**Work required**
List every line below containing "reqwest".

○ ○ ○

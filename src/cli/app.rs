//! Application wiring: logging, merged configuration and adapters

use std::env;
use std::path::PathBuf;
use std::sync::Arc;

use async_trait::async_trait;
use chrono::NaiveDate;
use thiserror::Error;
use tracing_subscriber::EnvFilter;

use crate::application::ports::{
    AuthError, AuthProvider, ConfigStore, EntitlementStore, PaymentError, QuotaHintStore,
    StoreError, UsageStore,
};
use crate::application::{
    AssistError, SubscriptionReconciler, SyncError, TransactionAssistant, UsageError,
    UsageLimiter, WebhookError,
};
use crate::domain::config::{AppConfig, StoreBackend};
use crate::domain::entitlement::{Entitlement, EntitlementPatch};
use crate::domain::error::ConfigError;
use crate::domain::usage::{UsageKind, UsageSnapshot};
use crate::domain::voice::InvalidAudioError;
use crate::infrastructure::config::APP_DIR;
use crate::infrastructure::{
    GoTrueAuth, GroqTextAnalyzer, GroqTranscriber, PostgrestStore, QuotaHintFile, SessionFile,
    SqliteStore, StaticTokenAuth, StripeClient, XdgConfigStore,
};

/// Exit codes
pub const EXIT_SUCCESS: u8 = 0;
pub const EXIT_ERROR: u8 = 1;
pub const EXIT_USAGE_ERROR: u8 = 2;
/// `usage check` on an exhausted kind
pub const EXIT_UNAVAILABLE: u8 = 3;

/// SQLite file name under the data directory
const DATABASE_FILE: &str = "ledger.db";

/// Quota hint file name, kept beside the database
const QUOTA_HINT_FILE: &str = "quota_hints.json";

/// Errors surfaced by CLI commands
#[derive(Debug, Error)]
pub enum CommandError {
    #[error("{0}")]
    Config(#[from] ConfigError),

    #[error("{0}")]
    Auth(#[from] AuthError),

    #[error("{0}")]
    Store(#[from] StoreError),

    #[error("{0}")]
    Payment(#[from] PaymentError),

    #[error("{0}")]
    Usage(#[from] UsageError),

    #[error("{0}")]
    Sync(#[from] SyncError),

    #[error("{0}")]
    Webhook(#[from] WebhookError),

    #[error("{0}")]
    Assist(#[from] AssistError),

    #[error("{0}")]
    Audio(#[from] InvalidAudioError),

    #[error("Failed to read {path}: {message}")]
    Read { path: String, message: String },

    #[error("Failed to set up signal handler: {0}")]
    Signal(String),
}

/// Install the stderr log subscriber.
/// `RUST_LOG` wins; otherwise `-v` raises the level from `warn`.
pub fn init_tracing(verbose: u8) {
    let level = match verbose {
        0 => "warn",
        1 => "info",
        _ => "debug",
    };
    let filter = EnvFilter::try_from_default_env().unwrap_or_else(|_| EnvFilter::new(level));

    let _ = tracing_subscriber::fmt()
        .with_env_filter(filter)
        .with_writer(std::io::stderr)
        .with_target(false)
        .try_init();
}

fn env_value(name: &str) -> Option<String> {
    env::var(name).ok().filter(|s| !s.is_empty())
}

/// Settings taken from the environment
pub fn env_config() -> AppConfig {
    AppConfig {
        backend_url: env_value("SMART_LEDGER_BACKEND_URL"),
        backend_anon_key: env_value("SMART_LEDGER_ANON_KEY"),
        service_key: env_value("SMART_LEDGER_SERVICE_KEY"),
        payment_api_key: env_value("STRIPE_SECRET_KEY"),
        ai_api_key: env_value("GROQ_API_KEY"),
        database_path: env_value("SMART_LEDGER_DATABASE"),
        ..Default::default()
    }
}

/// Load and merge configuration from file, env, and CLI
pub async fn load_merged_config(cli_config: AppConfig) -> AppConfig {
    let store = XdgConfigStore::new();
    let file_config = store.load_or_empty().await;

    // Merge: defaults < file < env < cli
    AppConfig::defaults()
        .merge(file_config)
        .merge(env_config())
        .merge(cli_config)
}

/// Default SQLite location under the user data directory
pub fn default_database_path() -> PathBuf {
    dirs::data_dir()
        .unwrap_or_else(|| PathBuf::from("."))
        .join(APP_DIR)
        .join(DATABASE_FILE)
}

/// The data store chosen by configuration
#[derive(Clone)]
pub enum LedgerStore {
    Local(SqliteStore),
    Remote(Arc<PostgrestStore<Arc<dyn AuthProvider>>>),
}

#[async_trait]
impl UsageStore for LedgerStore {
    async fn usage(&self, user_id: &str, today: NaiveDate) -> Result<UsageSnapshot, StoreError> {
        match self {
            Self::Local(store) => store.usage(user_id, today).await,
            Self::Remote(store) => store.usage(user_id, today).await,
        }
    }

    async fn increment_and_check(
        &self,
        user_id: &str,
        kind: UsageKind,
        today: NaiveDate,
    ) -> Result<bool, StoreError> {
        match self {
            Self::Local(store) => store.increment_and_check(user_id, kind, today).await,
            Self::Remote(store) => store.increment_and_check(user_id, kind, today).await,
        }
    }
}

#[async_trait]
impl EntitlementStore for LedgerStore {
    async fn entitlement(&self, user_id: &str) -> Result<Option<Entitlement>, StoreError> {
        match self {
            Self::Local(store) => store.entitlement(user_id).await,
            Self::Remote(store) => store.entitlement(user_id).await,
        }
    }

    async fn upsert(&self, entitlement: &Entitlement) -> Result<(), StoreError> {
        match self {
            Self::Local(store) => store.upsert(entitlement).await,
            Self::Remote(store) => store.upsert(entitlement).await,
        }
    }

    async fn update_by_subscription(
        &self,
        subscription_id: &str,
        patch: &EntitlementPatch,
    ) -> Result<bool, StoreError> {
        match self {
            Self::Local(store) => store.update_by_subscription(subscription_id, patch).await,
            Self::Remote(store) => store.update_by_subscription(subscription_id, patch).await,
        }
    }
}

pub type UserAuth = Arc<GoTrueAuth<SessionFile>>;
pub type Reconciler = SubscriptionReconciler<UserAuth, Arc<StripeClient>, LedgerStore>;
pub type Limiter = UsageLimiter<LedgerStore>;
pub type Assistant = TransactionAssistant<LedgerStore, GroqTextAnalyzer, GroqTranscriber>;

/// Adapters built from the merged configuration
pub struct AppContext {
    config: AppConfig,
    auth: UserAuth,
}

impl AppContext {
    pub fn new(config: AppConfig) -> Self {
        let auth = GoTrueAuth::new(
            config.backend_url.clone().unwrap_or_default(),
            config.backend_anon_key.clone().unwrap_or_default(),
            SessionFile::new(),
        );
        Self {
            config,
            auth: Arc::new(auth),
        }
    }

    pub fn config(&self) -> &AppConfig {
        &self.config
    }

    /// The signed-in user's session provider
    pub fn auth(&self) -> &UserAuth {
        &self.auth
    }

    fn database_path(&self) -> PathBuf {
        self.config
            .database_path
            .as_ref()
            .map(PathBuf::from)
            .unwrap_or_else(default_database_path)
    }

    /// Local file holding quota denial hints
    pub fn quota_hints(&self) -> QuotaHintFile {
        QuotaHintFile::new(self.database_path().with_file_name(QUOTA_HINT_FILE))
    }

    /// Usage gate whose denial hints persist between runs
    pub fn limiter(&self) -> Result<Limiter, CommandError> {
        let hints: Arc<dyn QuotaHintStore> = Arc::new(self.quota_hints());
        Ok(UsageLimiter::new(self.store()?).with_hint_store(hints))
    }

    fn remote_store(&self, auth: Arc<dyn AuthProvider>, key: &str) -> Result<LedgerStore, ConfigError> {
        let url = AppConfig::require(
            &self.config.backend_url,
            "backend_url",
            "SMART_LEDGER_BACKEND_URL",
        )?;
        Ok(LedgerStore::Remote(Arc::new(PostgrestStore::new(url, key, auth))))
    }

    /// Store acting as the signed-in user
    pub fn store(&self) -> Result<LedgerStore, CommandError> {
        match self.config.store_or_default() {
            StoreBackend::Sqlite => Ok(LedgerStore::Local(SqliteStore::open(self.database_path())?)),
            StoreBackend::Remote => {
                let anon_key = AppConfig::require(
                    &self.config.backend_anon_key,
                    "backend_anon_key",
                    "SMART_LEDGER_ANON_KEY",
                )?;
                let auth: Arc<dyn AuthProvider> = self.auth.clone();
                Ok(self.remote_store(auth, anon_key)?)
            }
        }
    }

    /// Store acting with the service credential. Entitlements are only
    /// written through this one; users can read theirs but not change it.
    pub fn service_store(&self) -> Result<LedgerStore, CommandError> {
        match self.config.store_or_default() {
            StoreBackend::Sqlite => Ok(LedgerStore::Local(SqliteStore::open(self.database_path())?)),
            StoreBackend::Remote => {
                let key = AppConfig::require(
                    &self.config.service_key,
                    "service_key",
                    "SMART_LEDGER_SERVICE_KEY",
                )?;
                let auth: Arc<dyn AuthProvider> = Arc::new(StaticTokenAuth::new(key));
                Ok(self.remote_store(auth, key)?)
            }
        }
    }

    pub fn payments(&self) -> Result<Arc<StripeClient>, ConfigError> {
        let key = AppConfig::require(
            &self.config.payment_api_key,
            "payment_api_key",
            "STRIPE_SECRET_KEY",
        )?;
        let client = match self.config.payment_api_base.as_deref() {
            Some(base) if !base.is_empty() => StripeClient::with_base_url(key, base),
            _ => StripeClient::new(key),
        };
        Ok(Arc::new(client))
    }

    pub fn reconciler(&self) -> Result<Reconciler, CommandError> {
        Ok(
            SubscriptionReconciler::new(
                Arc::clone(&self.auth),
                self.payments()?,
                self.service_store()?,
            )
            .with_timeout(self.config.sync_timeout_or_default()),
        )
    }

    pub fn assistant(&self) -> Result<Assistant, CommandError> {
        let key = AppConfig::require(&self.config.ai_api_key, "ai_api_key", "GROQ_API_KEY")?;
        let analyzer = GroqTextAnalyzer::with_model(key, self.config.text_model_or_default());
        let transcriber = GroqTranscriber::with_model(
            key,
            self.config.transcription_model_or_default(),
            self.config.language_or_default(),
        );
        Ok(TransactionAssistant::new(
            Arc::new(self.limiter()?),
            analyzer,
            transcriber,
        ))
    }
}

#[cfg(test)]
mod tests {
    use super::*;
    use tempfile::TempDir;

    fn config(dir: &TempDir) -> AppConfig {
        AppConfig {
            database_path: Some(dir.path().join("ledger.db").to_string_lossy().into_owned()),
            ..AppConfig::defaults()
        }
    }

    #[test]
    fn default_database_lives_under_app_dir() {
        let path = default_database_path();
        assert!(path.ends_with(format!("{}/{}", APP_DIR, DATABASE_FILE)));
    }

    #[test]
    fn sqlite_store_opens_configured_path() {
        let dir = TempDir::new().unwrap();
        let ctx = AppContext::new(config(&dir));

        assert!(matches!(ctx.store().unwrap(), LedgerStore::Local(_)));
        assert!(dir.path().join("ledger.db").exists());
    }

    #[test]
    fn remote_store_requires_backend_settings() {
        let dir = TempDir::new().unwrap();
        let ctx = AppContext::new(AppConfig {
            store: Some("remote".to_string()),
            ..config(&dir)
        });

        match ctx.store() {
            Err(CommandError::Config(ConfigError::Missing { key, .. })) => {
                assert_eq!(key, "backend_anon_key")
            }
            other => panic!("unexpected result: {:?}", other.map(|_| ())),
        }
    }

    fn remote(dir: &TempDir, service_key: Option<&str>) -> AppContext {
        AppContext::new(AppConfig {
            store: Some("remote".to_string()),
            backend_url: Some("https://example.supabase.co".to_string()),
            backend_anon_key: Some("anon-key".to_string()),
            payment_api_key: Some("sk_test_123".to_string()),
            service_key: service_key.map(String::from),
            ..config(dir)
        })
    }

    #[test]
    fn service_store_requires_service_key_for_remote() {
        let dir = TempDir::new().unwrap();

        match remote(&dir, None).service_store() {
            Err(CommandError::Config(ConfigError::Missing { key, .. })) => {
                assert_eq!(key, "service_key")
            }
            other => panic!("unexpected result: {:?}", other.map(|_| ())),
        }
        assert!(matches!(
            remote(&dir, Some("service-role-key")).service_store().unwrap(),
            LedgerStore::Remote(_)
        ));
    }

    #[test]
    fn remote_reconciler_writes_with_service_credential() {
        let dir = TempDir::new().unwrap();

        // The user's own token can no longer write entitlements.
        match remote(&dir, None).reconciler() {
            Err(CommandError::Config(ConfigError::Missing { key, .. })) => {
                assert_eq!(key, "service_key")
            }
            Err(e) => panic!("unexpected error: {}", e),
            Ok(_) => panic!("reconciler built without a service credential"),
        }
        assert!(remote(&dir, Some("service-role-key")).reconciler().is_ok());
    }

    #[test]
    fn sqlite_reconciler_needs_no_service_key() {
        let dir = TempDir::new().unwrap();
        let ctx = AppContext::new(AppConfig {
            payment_api_key: Some("sk_test_123".to_string()),
            ..config(&dir)
        });

        assert!(ctx.reconciler().is_ok());
    }

    #[test]
    fn missing_api_keys_name_their_env_vars() {
        let dir = TempDir::new().unwrap();
        let ctx = AppContext::new(config(&dir));

        match ctx.payments() {
            Err(e) => assert!(e.to_string().contains("STRIPE_SECRET_KEY")),
            Ok(_) => panic!("payment client built without an API key"),
        }

        match ctx.assistant() {
            Err(e) => assert!(e.to_string().contains("GROQ_API_KEY")),
            Ok(_) => panic!("assistant built without an API key"),
        }
    }

    #[tokio::test]
    async fn ledger_store_delegates_to_sqlite() {
        let store = LedgerStore::Local(SqliteStore::open_in_memory().unwrap());
        let today = NaiveDate::from_ymd_opt(2026, 3, 1).unwrap();

        assert!(store
            .increment_and_check("u-1", UsageKind::NaturalInput, today)
            .await
            .unwrap());
        let snapshot = store.usage("u-1", today).await.unwrap();
        assert_eq!(snapshot.used(UsageKind::NaturalInput), 1);
        assert!(store.entitlement("u-1").await.unwrap().is_none());
    }
}
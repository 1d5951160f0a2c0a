//! Domain error types

use thiserror::Error;

/// Error when parsing an interval string
#[derive(Debug, Clone, Error)]
#[error("Invalid interval format: \"{input}\". Expected format: <number>s, <number>m, or <number>m<number>s (e.g., 10s, 5m, 1m30s)")]
pub struct IntervalParseError {
    pub input: String,
}

/// Error when an unknown usage kind is provided
#[derive(Debug, Clone, Error)]
#[error("Invalid usage kind: \"{input}\". Valid kinds are: transcription, natural_input")]
pub struct InvalidUsageKindError {
    pub input: String,
}

/// Error when an unknown entitlement status is provided
#[derive(Debug, Clone, Error)]
#[error("Invalid entitlement status: \"{input}\". Valid statuses are: active, inactive, canceled, past_due, trialing")]
pub struct InvalidStatusError {
    pub input: String,
}

/// Error when an unknown transaction type is provided
#[derive(Debug, Clone, Error)]
#[error("Invalid transaction type: \"{input}\". Expected income or expense")]
pub struct InvalidTransactionTypeError {
    pub input: String,
}

/// Error when configuration fails
#[derive(Debug, Clone, Error)]
pub enum ConfigError {
    #[error("Failed to read config file: {0}")]
    ReadError(String),

    #[error("Failed to parse config file: {0}")]
    ParseError(String),

    #[error("Failed to write config file: {0}")]
    WriteError(String),

    #[error("Invalid config value for '{key}': {message}")]
    ValidationError { key: String, message: String },

    #[error("Config file already exists at: {0}")]
    AlreadyExists(String),

    #[error("Missing required setting '{key}'. Set it with 'smart-ledger config set {key} <value>' or {env}")]
    Missing { key: String, env: String },
}
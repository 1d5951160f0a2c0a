//! Domain layer - Core business logic
//!
//! Contains value objects, entities, and domain errors.
//! This layer has no dependencies on external systems.

pub mod auth;
pub mod config;
pub mod entitlement;
pub mod error;
pub mod schedule;
pub mod transaction;
pub mod usage;
pub mod voice;

// Re-export common types
pub use auth::Session;
pub use config::AppConfig;
pub use entitlement::{Entitlement, EntitlementPatch, EntitlementStatus};
pub use error::*;
pub use schedule::Interval;
pub use transaction::{AnalysisPrompt, TransactionAnalysis, TransactionDraft, TransactionType};
pub use usage::{Quota, UsageCounter, UsageKind, UsageSnapshot, FREE_DAILY_LIMIT};
pub use voice::{AudioClip, AudioFormat};
//! Authenticated session domain module

mod session;

pub use session::{Session, EXPIRY_LEEWAY_SECS};
//! Hosted Postgres data store adapter (PostgREST gateway)
//!
//! Counters are mutated only through the stored procedures in
//! `sql/usage_counters.sql`; the server picks the day, so the `today`
//! argument only labels the returned snapshot.

use async_trait::async_trait;
use chrono::{DateTime, NaiveDate, Utc};
use reqwest::{RequestBuilder, Response, StatusCode};
use serde::de::DeserializeOwned;
use serde::{Deserialize, Serialize};
use serde_json::json;
use tracing::debug;

use crate::application::ports::{AuthProvider, EntitlementStore, StoreError, UsageStore};
use crate::domain::entitlement::{Entitlement, EntitlementPatch, EntitlementStatus};
use crate::domain::usage::{UsageCounter, UsageKind, UsageSnapshot};

const SUBSCRIPTIONS_TABLE: &str = "subscriptions";

/// Response of `get_current_ai_usage`
#[derive(Debug, Deserialize)]
struct UsageResponse {
    ai_transcriptions: u32,
    ai_natural_inputs: u32,
    has_subscription: bool,
}

/// Row of the `subscriptions` table
#[derive(Debug, Serialize, Deserialize)]
struct SubscriptionRow {
    user_id: String,
    status: String,
    stripe_customer_id: Option<String>,
    stripe_subscription_id: Option<String>,
    stripe_price_id: Option<String>,
    current_period_start: Option<DateTime<Utc>>,
    current_period_end: Option<DateTime<Utc>>,
    #[serde(default, skip_deserializing)]
    updated_at: Option<DateTime<Utc>>,
}

impl SubscriptionRow {
    fn from_entitlement(e: &Entitlement) -> Self {
        Self {
            user_id: e.user_id.clone(),
            status: e.status.as_str().to_string(),
            stripe_customer_id: Some(e.external_customer_id.clone()),
            stripe_subscription_id: e.external_subscription_id.clone(),
            stripe_price_id: e.external_price_id.clone(),
            current_period_start: e.current_period_start,
            current_period_end: e.current_period_end,
            updated_at: Some(Utc::now()),
        }
    }

    fn into_entitlement(self) -> Entitlement {
        Entitlement {
            user_id: self.user_id,
            // Rows written by older tooling may carry raw provider statuses.
            status: self
                .status
                .parse()
                .unwrap_or_else(|_| EntitlementStatus::from_provider(&self.status)),
            external_customer_id: self.stripe_customer_id.unwrap_or_default(),
            external_subscription_id: self.stripe_subscription_id,
            external_price_id: self.stripe_price_id,
            current_period_start: self.current_period_start,
            current_period_end: self.current_period_end,
        }
    }
}

/// Store backed by the hosted backend's REST gateway.
/// Every request carries the caller's bearer token from `A`.
pub struct PostgrestStore<A>
where
    A: AuthProvider,
{
    base_url: String,
    anon_key: String,
    auth: A,
    client: reqwest::Client,
}

impl<A> PostgrestStore<A>
where
    A: AuthProvider,
{
    pub fn new(base_url: impl Into<String>, anon_key: impl Into<String>, auth: A) -> Self {
        Self {
            base_url: base_url.into().trim_end_matches('/').to_string(),
            anon_key: anon_key.into(),
            auth,
            client: reqwest::Client::new(),
        }
    }

    fn rpc_url(&self, function: &str) -> String {
        format!("{}/rest/v1/rpc/{}", self.base_url, function)
    }

    fn table_url(&self, table: &str) -> String {
        format!("{}/rest/v1/{}", self.base_url, table)
    }

    async fn send(&self, request: RequestBuilder) -> Result<Response, StoreError> {
        let session = self
            .auth
            .valid_session(Utc::now())
            .await
            .map_err(|_| StoreError::Unauthorized)?;

        let response = request
            .header("apikey", &self.anon_key)
            .bearer_auth(&session.access_token)
            .send()
            .await
            .map_err(|e| StoreError::RequestFailed(e.to_string()))?;

        let status = response.status();
        if status == StatusCode::UNAUTHORIZED || status == StatusCode::FORBIDDEN {
            return Err(StoreError::Unauthorized);
        }
        if !status.is_success() {
            let body = response
                .text()
                .await
                .unwrap_or_else(|_| "Unknown error".to_string());
            return Err(StoreError::RequestFailed(format!("HTTP {}: {}", status, body)));
        }
        Ok(response)
    }

    async fn json<T: DeserializeOwned>(response: Response) -> Result<T, StoreError> {
        response
            .json()
            .await
            .map_err(|e| StoreError::ParseError(e.to_string()))
    }

    async fn rpc<T: DeserializeOwned>(&self, function: &str, user_id: &str) -> Result<T, StoreError> {
        let request = self
            .client
            .post(self.rpc_url(function))
            .json(&json!({ "p_user_id": user_id }));
        Self::json(self.send(request).await?).await
    }
}

fn increment_function(kind: UsageKind) -> &'static str {
    match kind {
        UsageKind::Transcription => "increment_ai_transcription",
        UsageKind::NaturalInput => "increment_ai_natural_input",
    }
}

#[async_trait]
impl<A> UsageStore for PostgrestStore<A>
where
    A: AuthProvider,
{
    async fn usage(&self, user_id: &str, today: NaiveDate) -> Result<UsageSnapshot, StoreError> {
        let usage: UsageResponse = self.rpc("get_current_ai_usage", user_id).await?;
        Ok(UsageSnapshot {
            counter: UsageCounter {
                day: today,
                transcription_count: usage.ai_transcriptions,
                natural_input_count: usage.ai_natural_inputs,
            },
            has_subscription: usage.has_subscription,
        })
    }

    async fn increment_and_check(
        &self,
        user_id: &str,
        kind: UsageKind,
        _today: NaiveDate,
    ) -> Result<bool, StoreError> {
        let allowed: bool = self.rpc(increment_function(kind), user_id).await?;
        debug!(%kind, allowed, "remote usage increment");
        Ok(allowed)
    }
}

#[async_trait]
impl<A> EntitlementStore for PostgrestStore<A>
where
    A: AuthProvider,
{
    async fn entitlement(&self, user_id: &str) -> Result<Option<Entitlement>, StoreError> {
        let request = self
            .client
            .get(self.table_url(SUBSCRIPTIONS_TABLE))
            .query(&[("user_id", format!("eq.{}", user_id)), ("select", "*".to_string())]);

        let rows: Vec<SubscriptionRow> = Self::json(self.send(request).await?).await?;
        Ok(rows.into_iter().next().map(SubscriptionRow::into_entitlement))
    }

    async fn upsert(&self, entitlement: &Entitlement) -> Result<(), StoreError> {
        let request = self
            .client
            .post(self.table_url(SUBSCRIPTIONS_TABLE))
            .query(&[("on_conflict", "user_id")])
            .header("Prefer", "resolution=merge-duplicates,return=minimal")
            .json(&SubscriptionRow::from_entitlement(entitlement));

        self.send(request).await?;
        Ok(())
    }

    async fn update_by_subscription(
        &self,
        subscription_id: &str,
        patch: &EntitlementPatch,
    ) -> Result<bool, StoreError> {
        let mut body = json!({
            "status": patch.status.as_str(),
            "updated_at": Utc::now(),
        });
        if let Some(start) = patch.current_period_start {
            body["current_period_start"] = json!(start);
        }
        if let Some(end) = patch.current_period_end {
            body["current_period_end"] = json!(end);
        }

        let request = self
            .client
            .patch(self.table_url(SUBSCRIPTIONS_TABLE))
            .query(&[("stripe_subscription_id", format!("eq.{}", subscription_id))])
            .header("Prefer", "return=representation")
            .json(&body);

        let rows: Vec<serde_json::Value> = Self::json(self.send(request).await?).await?;
        Ok(!rows.is_empty())
    }
}
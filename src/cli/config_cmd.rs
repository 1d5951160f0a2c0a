//! Config command handler

use crate::application::ports::ConfigStore;
use crate::domain::config::{AiConfig, AppConfig, StoreBackend};
use crate::domain::error::ConfigError;
use crate::domain::schedule::Interval;

use super::args::{is_valid_config_key, ConfigAction, SECRET_CONFIG_KEYS, VALID_CONFIG_KEYS};
use super::presenter::Presenter;

/// Handle config subcommand
pub async fn handle_config_command<S: ConfigStore>(
    action: ConfigAction,
    store: &S,
    presenter: &Presenter,
) -> Result<(), ConfigError> {
    match action {
        ConfigAction::Init => handle_init(store, presenter).await,
        ConfigAction::Set { key, value } => handle_set(store, presenter, &key, &value).await,
        ConfigAction::Get { key } => handle_get(store, presenter, &key).await,
        ConfigAction::List => handle_list(store, presenter).await,
        ConfigAction::Path => handle_path(store, presenter),
    }
}

async fn handle_init<S: ConfigStore>(store: &S, presenter: &Presenter) -> Result<(), ConfigError> {
    store.init().await?;
    presenter.success(&format!(
        "Config file created at: {}",
        store.path().display()
    ));
    Ok(())
}

fn check_key(key: &str) -> Result<(), ConfigError> {
    if is_valid_config_key(key) {
        return Ok(());
    }
    Err(ConfigError::ValidationError {
        key: key.to_string(),
        message: format!("Unknown key. Valid keys: {}", VALID_CONFIG_KEYS.join(", ")),
    })
}

async fn handle_set<S: ConfigStore>(
    store: &S,
    presenter: &Presenter,
    key: &str,
    value: &str,
) -> Result<(), ConfigError> {
    check_key(key)?;
    validate_config_value(key, value)?;

    let mut config = store.load().await?;
    set_value(&mut config, key, value.trim().to_string());
    store.save(&config).await?;

    presenter.success(&format!("{} = {}", key, display_value(key, value.trim())));
    Ok(())
}

async fn handle_get<S: ConfigStore>(
    store: &S,
    presenter: &Presenter,
    key: &str,
) -> Result<(), ConfigError> {
    check_key(key)?;

    let config = store.load().await?;
    match get_value(&config, key) {
        Some(v) => presenter.output(&display_value(key, &v)),
        None => presenter.output("(not set)"),
    }

    Ok(())
}

async fn handle_list<S: ConfigStore>(store: &S, presenter: &Presenter) -> Result<(), ConfigError> {
    let config = store.load().await?;

    for key in VALID_CONFIG_KEYS {
        let value = get_value(&config, key)
            .map(|v| display_value(key, &v))
            .unwrap_or_else(|| "(not set)".to_string());
        presenter.key_value(key, &value);
    }

    Ok(())
}

fn handle_path<S: ConfigStore>(store: &S, presenter: &Presenter) -> Result<(), ConfigError> {
    presenter.output(&store.path().to_string_lossy());
    Ok(())
}

fn set_value(config: &mut AppConfig, key: &str, value: String) {
    match key {
        "store" => config.store = Some(value.to_lowercase()),
        "database_path" => config.database_path = Some(value),
        "backend_url" => config.backend_url = Some(value),
        "backend_anon_key" => config.backend_anon_key = Some(value),
        "service_key" => config.service_key = Some(value),
        "payment_api_key" => config.payment_api_key = Some(value),
        "payment_api_base" => config.payment_api_base = Some(value),
        "ai_api_key" => config.ai_api_key = Some(value),
        "sync_interval" => config.sync_interval = Some(value),
        "sync_timeout" => config.sync_timeout = Some(value),
        _ => {
            let ai = config.ai.get_or_insert_with(AiConfig::default);
            match key {
                "ai.text_model" => ai.text_model = Some(value),
                "ai.transcription_model" => ai.transcription_model = Some(value),
                "ai.language" => ai.language = Some(value),
                _ => unreachable!(), // Already validated
            }
        }
    }
}

fn get_value(config: &AppConfig, key: &str) -> Option<String> {
    let ai = config.ai.as_ref();
    match key {
        "store" => config.store.clone(),
        "database_path" => config.database_path.clone(),
        "backend_url" => config.backend_url.clone(),
        "backend_anon_key" => config.backend_anon_key.clone(),
        "service_key" => config.service_key.clone(),
        "payment_api_key" => config.payment_api_key.clone(),
        "payment_api_base" => config.payment_api_base.clone(),
        "ai_api_key" => config.ai_api_key.clone(),
        "sync_interval" => config.sync_interval.clone(),
        "sync_timeout" => config.sync_timeout.clone(),
        "ai.text_model" => ai.and_then(|a| a.text_model.clone()),
        "ai.transcription_model" => ai.and_then(|a| a.transcription_model.clone()),
        "ai.language" => ai.and_then(|a| a.language.clone()),
        _ => unreachable!(),
    }
}

fn display_value(key: &str, value: &str) -> String {
    if SECRET_CONFIG_KEYS.contains(&key) {
        mask_secret(value)
    } else {
        value.to_string()
    }
}

/// Validate a config value based on key type
fn validate_config_value(key: &str, value: &str) -> Result<(), ConfigError> {
    let invalid = |message: String| ConfigError::ValidationError {
        key: key.to_string(),
        message,
    };

    match key {
        "store" => {
            value.parse::<StoreBackend>()?;
        }
        "sync_interval" | "sync_timeout" => {
            value
                .parse::<Interval>()
                .map_err(|e| invalid(e.to_string()))?;
        }
        "backend_url" | "payment_api_base" => {
            if !(value.starts_with("https://") || value.starts_with("http://")) {
                return Err(invalid("Value must be an http(s) URL".to_string()));
            }
        }
        "ai.language" => {
            let valid = value.len() == 2 && value.chars().all(|c| c.is_ascii_lowercase());
            if !valid {
                return Err(invalid(
                    "Value must be a two-letter ISO-639-1 code (e.g., it, en)".to_string(),
                ));
            }
        }
        _ => {
            if value.trim().is_empty() {
                return Err(invalid("Value must not be empty".to_string()));
            }
        }
    }
    Ok(())
}

/// Mask a secret for display (show first 4 and last 4 chars)
fn mask_secret(key: &str) -> String {
    let chars: Vec<char> = key.chars().collect();
    if chars.len() <= 8 {
        "*".repeat(chars.len())
    } else {
        let head: String = chars[..4].iter().collect();
        let tail: String = chars[chars.len() - 4..].iter().collect();
        format!("{}...{}", head, tail)
    }
}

○ ○ ○

**The answer**
use reqwest::{RequestBuilder, Response, StatusCode};
    client: reqwest::Client,
            client: reqwest::Client::new(),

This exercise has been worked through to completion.